Kvothe’s time with the nobleman, Maer Alveron, begins interestingly enough. He bluffs his way into the confidence of the powerful lord, employs guile and subterfuge to fulfill the tasks the Maer sets for him, and there’s some genuinely good secondary plot development and clever writing. Soon enough it ends, however, and moves into a vast, barren section of both the world and the narrative.

Kvothe is sent on a quest to hunt down some bandits who are waylaying tax collectors. For the next several hundred pages, he and his dysfunctional band sit around, doing quite often literally nothing. If this part of the book is meant to frustrate the reader as much as the characters, it succeeds — but since Kvothe was entirely willing to gloss over an entire journey by sea with a pirate attack in the middle, I’m baffled by why he decided to include this part of his tale in such detail.

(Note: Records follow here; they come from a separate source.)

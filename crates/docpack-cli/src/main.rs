//! docpack - DOCX conversion and bundling tool
//!
//! Converts one DOCX document into sibling formats and ZIPs the results.

use anyhow::Result;
use clap::{CommandFactory, Parser, Subcommand};
use clap_complete::{generate, Shell};
use colored::Colorize;
use docpack_cli::{
    run_bundle, run_check, run_extract_text, ArgsProvider, BundleOptions, Config, Verbosity,
};
use docpack_core::TargetFormat;
use std::io;
use std::path::PathBuf;

#[derive(Parser)]
#[command(
    name = "docpack",
    version,
    about = "Convert a DOCX document to HTML, ODT, EPUB, PDF and spaced TXT, bundled as a ZIP"
)]
struct Args {
    /// Suppress all output except errors
    #[arg(short, long, global = true)]
    quiet: bool,

    /// Enable verbose output
    #[arg(short, long, global = true)]
    verbose: bool,

    #[command(subcommand)]
    command: Commands,
}

#[derive(Subcommand)]
enum Commands {
    /// Convert a DOCX document and bundle the results into a ZIP archive
    Bundle {
        /// Input DOCX file
        input: Option<PathBuf>,

        /// Archive destination (default: {base}_bundle.zip beside the input)
        #[arg(short, long)]
        output: Option<PathBuf>,

        /// Skip a target format (repeatable)
        #[arg(long, value_name = "FORMAT", value_parser = parse_target_format)]
        skip: Vec<TargetFormat>,

        /// Leave the copied source DOCX out of the archive
        #[arg(long)]
        no_source: bool,

        /// Overwrite an existing archive
        #[arg(long)]
        force: bool,

        /// Show what would happen without converting
        #[arg(long)]
        dry_run: bool,

        /// Preserve the temporary workspace for inspection
        #[arg(long)]
        keep_workspace: bool,

        /// Emit a JSON summary instead of console text
        #[arg(long)]
        json: bool,

        /// Pandoc binary to use (overrides config)
        #[arg(long, value_name = "PATH")]
        pandoc: Option<PathBuf>,

        /// LibreOffice binary to use (overrides config)
        #[arg(long, value_name = "PATH")]
        soffice: Option<PathBuf>,
    },

    /// Export only the spaced plain-text rendition of a DOCX document
    ExtractText {
        /// Input DOCX file
        input: PathBuf,

        /// Output file (default: stdout)
        #[arg(short, long)]
        output: Option<PathBuf>,
    },

    /// List the target formats and the engine each one uses
    Formats {
        /// Output as JSON
        #[arg(long)]
        json: bool,
    },

    /// Check that the external conversion engines are available
    Check {
        /// Pandoc binary to check (overrides config)
        #[arg(long, value_name = "PATH")]
        pandoc: Option<PathBuf>,

        /// LibreOffice binary to check (overrides config)
        #[arg(long, value_name = "PATH")]
        soffice: Option<PathBuf>,
    },

    /// Generate shell completion scripts
    Completions {
        /// Shell to generate completions for
        shell: Shell,
    },
}

fn parse_target_format(s: &str) -> Result<TargetFormat, String> {
    s.parse()
}

/// Engine a format is delegated to, for the formats listing.
const fn engine_name(format: TargetFormat) -> &'static str {
    match format {
        TargetFormat::Html | TargetFormat::Odt | TargetFormat::Epub => "pandoc",
        TargetFormat::Pdf => "libreoffice",
        TargetFormat::Txt => "built-in",
    }
}

fn print_formats(json: bool) -> Result<()> {
    if json {
        let list: Vec<_> = TargetFormat::ALL
            .into_iter()
            .map(|f| {
                serde_json::json!({
                    "format": f,
                    "extension": f.extension(),
                    "engine": engine_name(f),
                })
            })
            .collect();
        println!("{}", serde_json::to_string_pretty(&list)?);
    } else {
        println!("{}", "Target formats:".bold());
        for format in TargetFormat::ALL {
            println!("  .{:<5} via {}", format.extension(), engine_name(format));
        }
    }
    Ok(())
}

fn main() -> Result<()> {
    env_logger::init();

    let config = Config::discover();
    let args = Args::parse();
    let verbosity = Verbosity::from_flags(args.quiet, args.verbose);

    match args.command {
        Commands::Bundle {
            input,
            output,
            skip,
            no_source,
            force,
            dry_run,
            keep_workspace,
            json,
            pandoc,
            soffice,
        } => {
            let provider = ArgsProvider { input, output };
            let opts = BundleOptions {
                pandoc: pandoc.unwrap_or_else(|| config.pandoc_binary()),
                soffice: soffice.unwrap_or_else(|| config.soffice_binary()),
                skip,
                include_source: !no_source && config.include_source(),
                force,
                dry_run,
                keep_workspace,
                json,
                verbosity,
            };
            run_bundle(&provider, &opts)
        }
        Commands::ExtractText { input, output } => run_extract_text(&input, output.as_deref()),
        Commands::Formats { json } => print_formats(json),
        Commands::Check { pandoc, soffice } => run_check(
            &pandoc.unwrap_or_else(|| config.pandoc_binary()),
            &soffice.unwrap_or_else(|| config.soffice_binary()),
        ),
        Commands::Completions { shell } => {
            let mut cmd = Args::command();
            let name = cmd.get_name().to_string();
            generate(shell, &mut cmd, name, &mut io::stdout());
            Ok(())
        }
    }
}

After the bandit subplot is finally resolved (with a brief sighting of one of the Chandrian to boot!), we veer into a bizarre tangent where Kvothe chases a legendary fae into the woods and spends about the next hundred pages making love to her. He emerges from that tangent and goes straight into another, traveling hundreds of miles out of his way to learn a whole new culture and way of fighting. The sole tie to the actual plot that seems to be involved in this sequence is that he hopes to learn more about the Chandrian from the land he traveled to, a reward that is finally dispensed in a single poem at the very end.

And finally, with those subplots ticked off, Kvothe returns home to the University. There is a very real feeling of homecoming: both character and reader have been away from anything meaningful for quite a while.

The second book then ends without any further development of the main plot.

A Note on Characters (one in particular)

For such a long narrative, the Kingkiller Chronicle does a pretty fair job of limiting the cast of characters to a number one can easily keep track of. Unfortunately, I personally feel that the utilization of those characters is less than optimal.

Throughout his travels, Kvothe encounters a variety of interesting people, but the one he keeps coming back to is his love interest, Denna (who also goes by several other names). Kvothe is frustratingly infatuated with her, which does a good job of conveying that feeling when one of your friends is head-over-heels in love with someone and you just can’t see it. Of all the female characters Kvothe shows interest in at various points, Denna is certainly the least interesting, and it was a constant source of frustration for me that she kept cropping up and adding very little to the story.

I’ll admit this one is a very personal criticism, and your mileage may vary. Personally, I thought Devi was obviously Kvothe’s real soulmate, and I kept hoping he’d wake up and see it. Which is a win for the story, since it succeeded in making me care.

Conclusion

As much as I don’t like to say it, there were times when I genuinely had trouble making myself finish the second book. When the story is interesting, it’s very engaging: the prose is well written and clever, the dialogue smooth and believable. At its best, this is a story I’m happy to read, and I’d be happy to come back for more.

But there is just so much dead space.

I’m not bothered by subplots. I like a good, slow buildup. But when hundreds of pages go by without even touching on the main plot, that’s where I start to lose my interest. Far too many times, the narrative spends pages or even whole chapters on things that are interesting, but not remotely relevant. There’s no focus to the story, which is particularly disappointing when it is theoretically being recounted firsthand by a master storyteller.

I wanted to like the Kingkiller Chronicle, and at times I even did. But for the second time in my reading life, I’m not intending to finish the trilogy, even if another volume is published. My time is too precious (and I’m too slow as a reader) to spend hours turning pages waiting for things to become interesting again. The Kingkiller Chronicle made me smile, it made me intrigued, but more than anything else it made me frustrated. That’s not what I’m looking for in a fantasy novel.

There’s a good story in those 1,660 pages. But it would have been so much better to just tell it, and save the other 1,000.